Para o Ministério Público, é difícil imaginar o homem, de conhecimento médio, fazendo escolha semelhante para gerir empresa privada, colocando em risco apenas o seu patrimônio. “Mais difícil ainda é concordar que tal escolha seja feita pelo Chefe do Poder Executivo Municipal, colocando em risco a saúde e o patrimônio públicos”.
E justifica que a própria Adrielle teria admitido que não teria experiência para estar no cargo, durante reunião para tratar de irregularidades na documentação de prestação de contas do Terceiro Setor na Secretaria da Saúde.

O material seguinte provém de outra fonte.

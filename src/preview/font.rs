use crate::engine::error::HandscriptError;
use ab_glyph::{Font, FontVec};
use std::path::Path;

pub fn load_font_from_path<P: AsRef<Path>>(path: P) -> Result<FontVec, HandscriptError> {
    let path = path.as_ref();
    let bytes = std::fs::read(path)
        .map_err(|e| HandscriptError::FontUnavailable(format!("{}: {}", path.display(), e)))?;
    FontVec::try_from_vec(bytes)
        .map_err(|e| HandscriptError::FontUnavailable(format!("{}: {}", path.display(), e)))
}

/// Whether the font has an outline for `c` (glyph 0 is the notdef box)
pub fn has_glyph<F: Font>(font: &F, c: char) -> bool {
    font.glyph_id(c).0 != 0
}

“Portanto, seja por tirar do Cargo atribuição própria dele (dirigir e fiscalizar a BHCL), seja por escolher Adrielle, apesar de claramente estar despreparada e suspeita para cumprir as finalidades da função, fica evidente que o Prefeito municipal agiu com desvio de finalidade, nos termos do art. 2º da Lei nº 4.717/65”.
Confiança
Por fim, o Ministério Público cita que é necessário que o nomeado para o cargo em comissão tenha vínculo de confiança com o nomeante, não bastando que a função seja de Direção, Chefia e Assessoramento. O órgão argumenta que no caso, o prefeito e Adrielle não apresentaram qualquer fundamento ou prova da existência de relação de confiança entre eles a justificar a nomeação para o cargo de Diretora do Terceiro Setor.
CONTRA TODAS AS FORMAS DE TERCEIRIZAÇÃO E PRIVATIZAÇÃO!

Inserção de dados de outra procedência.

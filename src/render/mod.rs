pub mod document;
pub mod picker;
pub mod resolver;

pub use document::{build_header, write_document, DocumentAssembler};
pub use picker::{RandomPicker, SequencePicker, VariantPicker};
pub use resolver::{Fragment, GlyphResolver};
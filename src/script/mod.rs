pub mod state;
pub mod token;

pub use state::{tokenize_document, tokenize_line, ColorState};
pub use token::{classify, CharClass, InkColor, Token};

Como se vê, terceirizar os serviços é fragilizar as políticas públicas, colocar a população em risco e desperdiçar recursos valiosos com ineficiência, má administração ou até má fé de entidades privadas.

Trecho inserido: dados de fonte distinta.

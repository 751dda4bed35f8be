use super::config::RenderConfig;
use super::error::{load_input_safe, HandscriptError};
use crate::catalog::GlyphCatalog;
use crate::render::{write_document, DocumentAssembler, Fragment, GlyphResolver, VariantPicker};
use crate::script::{tokenize_document, Token};
use log::{debug, info};

/// Counts reported after a successful render
#[derive(Debug, Clone, Copy, PartialEq, Eq, Default)]
pub struct RenderSummary {
    pub lines: usize,
    pub glyphs: usize,
    pub blanks: usize,
    pub variants: usize,
}

/// Renders text into a complete page without touching the filesystem.
///
/// The catalog is queried exactly once. All validation happens before any
/// variant is drawn.
pub fn render_text(
    text: &str,
    catalog: &dyn GlyphCatalog,
    picker: &mut dyn VariantPicker,
    config: &RenderConfig,
) -> Result<(String, RenderSummary), HandscriptError> {
    let variants = catalog.discover()?;
    let lines = tokenize_document(text);
    debug!("Tokenized {} line(s)", lines.len());

    let resolver = GlyphResolver::new(variants, &config.paths);
    resolver.ensure_resolvable(&lines)?;

    let fragments: Vec<Vec<Fragment>> = lines
        .iter()
        .map(|tokens| resolver.resolve_line(tokens, picker))
        .collect();
    let page = DocumentAssembler::new(config).assemble(&fragments);

    let glyphs = lines.iter().flatten().filter(|t| t.is_glyph()).count();
    let blanks = lines
        .iter()
        .flatten()
        .filter(|t| matches!(t, Token::Blank))
        .count();

    Ok((
        page,
        RenderSummary {
            lines: lines.len(),
            glyphs,
            blanks,
            variants,
        },
    ))
}

/// Reads `config.paths.input`, renders it and writes `config.paths.output`.
///
/// The output file is only opened once the input has been read and the page
/// fully built, so a failed run never leaves an empty or partial page behind
/// (except when the write itself fails).
pub fn render_file(
    config: &RenderConfig,
    catalog: &dyn GlyphCatalog,
    picker: &mut dyn VariantPicker,
) -> Result<RenderSummary, HandscriptError> {
    let text = load_input_safe(&config.paths.input)?;
    debug!(
        "Read {} bytes from {}",
        text.len(),
        config.paths.input.display()
    );

    let (page, summary) = render_text(&text, catalog, picker, config)?;
    write_document(&config.paths.output, &page)?;

    info!(
        "Rendered {} line(s), {} glyph(s), {} blank(s) from {} variant set(s) into {}",
        summary.lines,
        summary.glyphs,
        summary.blanks,
        summary.variants,
        config.paths.output.display()
    );
    Ok(summary)
}

#[cfg(test)]
mod tests {
    use super::*;
    use crate::catalog::{DirectoryCatalog, FixedCatalog};
    use crate::render::{RandomPicker, SequencePicker};
    use std::cell::Cell;
    use std::fs;
    use std::path::Path;

    struct CountingCatalog {
        calls: Cell<usize>,
        variants: usize,
    }

    impl GlyphCatalog for CountingCatalog {
        fn discover(&self) -> Result<usize, HandscriptError> {
            self.calls.set(self.calls.get() + 1);
            Ok(self.variants)
        }
    }

    fn config_in(dir: &Path) -> RenderConfig {
        let mut config = RenderConfig::default();
        config.paths.input = dir.join("input.txt");
        config.paths.output = dir.join("output.html");
        config.paths.glyph_dir = dir.join("letters");
        config
    }

    #[test]
    fn test_render_text_summary() {
        let mut picker = SequencePicker::new(vec![1]);
        let (_, summary) =
            render_text("A B\n#x$y\n", &FixedCatalog(2), &mut picker, &RenderConfig::default())
                .unwrap();
        assert_eq!(
            summary,
            RenderSummary {
                lines: 2,
                glyphs: 4,
                blanks: 2,
                variants: 2,
            }
        );
    }

    #[test]
    fn test_catalog_queried_once() {
        let catalog = CountingCatalog {
            calls: Cell::new(0),
            variants: 3,
        };
        let mut picker = RandomPicker::seeded(1);
        render_text("abc\ndef\nghi", &catalog, &mut picker, &RenderConfig::default()).unwrap();
        assert_eq!(catalog.calls.get(), 1);
    }

    #[test]
    fn test_fixed_picker_is_byte_identical() {
        let render = || {
            let mut picker = SequencePicker::new(vec![3, 1, 2]);
            render_text("Hello world\n##Dear $ diary", &FixedCatalog(3), &mut picker, &RenderConfig::default())
                .unwrap()
                .0
        };
        assert_eq!(render(), render());
    }

    #[test]
    fn test_secondary_color_reference() {
        let mut picker = SequencePicker::new(vec![2]);
        let (page, _) =
            render_text("##A", &FixedCatalog(2), &mut picker, &RenderConfig::default()).unwrap();
        assert!(page.contains("<img src='/images/letters/set2/black/65.png'/>"));
    }

    #[test]
    fn test_render_file_writes_page() {
        let dir = tempfile::tempdir().unwrap();
        let config = config_in(dir.path());
        fs::write(&config.paths.input, "Hi\n").unwrap();

        let mut picker = SequencePicker::new(vec![1]);
        let summary = render_file(&config, &FixedCatalog(1), &mut picker).unwrap();
        assert_eq!(summary.glyphs, 2);

        let page = fs::read_to_string(&config.paths.output).unwrap();
        assert!(page.contains("/images/letters/set1/blue/72.png"));
        assert!(page.contains("/images/letters/set1/blue/105.png"));
        assert!(page.ends_with("</div></body></html>\n"));
    }

    #[test]
    fn test_missing_input_leaves_output_untouched() {
        let dir = tempfile::tempdir().unwrap();
        let config = config_in(dir.path());
        fs::write(&config.paths.output, "previous page").unwrap();

        let mut picker = SequencePicker::new(vec![1]);
        let result = render_file(&config, &FixedCatalog(1), &mut picker);
        assert!(matches!(result, Err(HandscriptError::InputNotFound { .. })));
        assert_eq!(fs::read_to_string(&config.paths.output).unwrap(), "previous page");
    }

    #[test]
    fn test_missing_input_creates_no_output() {
        let dir = tempfile::tempdir().unwrap();
        let config = config_in(dir.path());

        let mut picker = SequencePicker::new(vec![1]);
        assert!(render_file(&config, &FixedCatalog(1), &mut picker).is_err());
        assert!(!config.paths.output.exists());
    }

    #[test]
    fn test_empty_catalog_fails_before_output() {
        let dir = tempfile::tempdir().unwrap();
        let config = config_in(dir.path());
        fs::write(&config.paths.input, "  \nA\n").unwrap();
        fs::write(&config.paths.output, "previous page").unwrap();

        let mut picker = SequencePicker::new(vec![1]);
        let result = render_file(&config, &FixedCatalog(0), &mut picker);
        assert!(matches!(result, Err(HandscriptError::CatalogEmpty { glyphs: 1 })));
        assert_eq!(fs::read_to_string(&config.paths.output).unwrap(), "previous page");
    }

    #[test]
    fn test_unreadable_catalog_fails_before_output() {
        let dir = tempfile::tempdir().unwrap();
        let config = config_in(dir.path());
        fs::write(&config.paths.input, "A").unwrap();

        let catalog = DirectoryCatalog::new(&config.paths.glyph_dir);
        let mut picker = SequencePicker::new(vec![1]);
        let result = render_file(&config, &catalog, &mut picker);
        assert!(matches!(result, Err(HandscriptError::CatalogUnreadable { .. })));
        assert!(!config.paths.output.exists());
    }

    #[test]
    fn test_empty_catalog_with_blank_only_input_succeeds() {
        let mut picker = SequencePicker::new(Vec::new());
        let (page, summary) =
            render_text("# $\n", &FixedCatalog(0), &mut picker, &RenderConfig::default()).unwrap();
        assert_eq!(summary.glyphs, 0);
        assert_eq!(page.matches("<span></span>").count(), 2);
    }
}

Disfarçadas sob uma expressão que esconde sua verdadeira natureza, as organizações sociais (OSs), organizações da sociedade civil (OSCs) e oscips e não passam de empresas privadas, que substituem a administração pública e a contratação de profissionais pelo Estado. Várias possuem histórico de investigações e processos envolvendo fraudes, desvios e outros tipos de crimes.No setor da saúde, essas “entidades”, quando não são instrumentos para corrupção com dinheiro público, servem como puro mecanismo para a terceirização dos serviços, o que resulta invariavelmente na redução dos salários e de direitos.
Embora seja mais visível na Saúde, isso ocorre em todas as áreas da administração pública, como Educação, Cultura e Assistência Social. O saldo para a sociedade é a má qualidade do atendimento, o desmonte do SUS, das demais políticas públicas e, pior ainda: o risco às vidas.
Todos estes anos de subfinanciamento do SUS e demais serviços essenciais, de desmantelamento dos direitos sociais, de aumento da exploração, acirramento da crise social, econômica e sanitária são reflexos de um modo de produção que visa apenas obter lucros e rentabilidade para os capitais. Mercantiliza, precariza e descarta a vida humana, sobretudo dos trabalhadores. O modelo de gestão por meio das Organizações Sociais e entidades afins é uma importante peça desta lógica nefasta e por isso deve ser combatido.
Não à Terceirização e Privatização dos serviços públicos!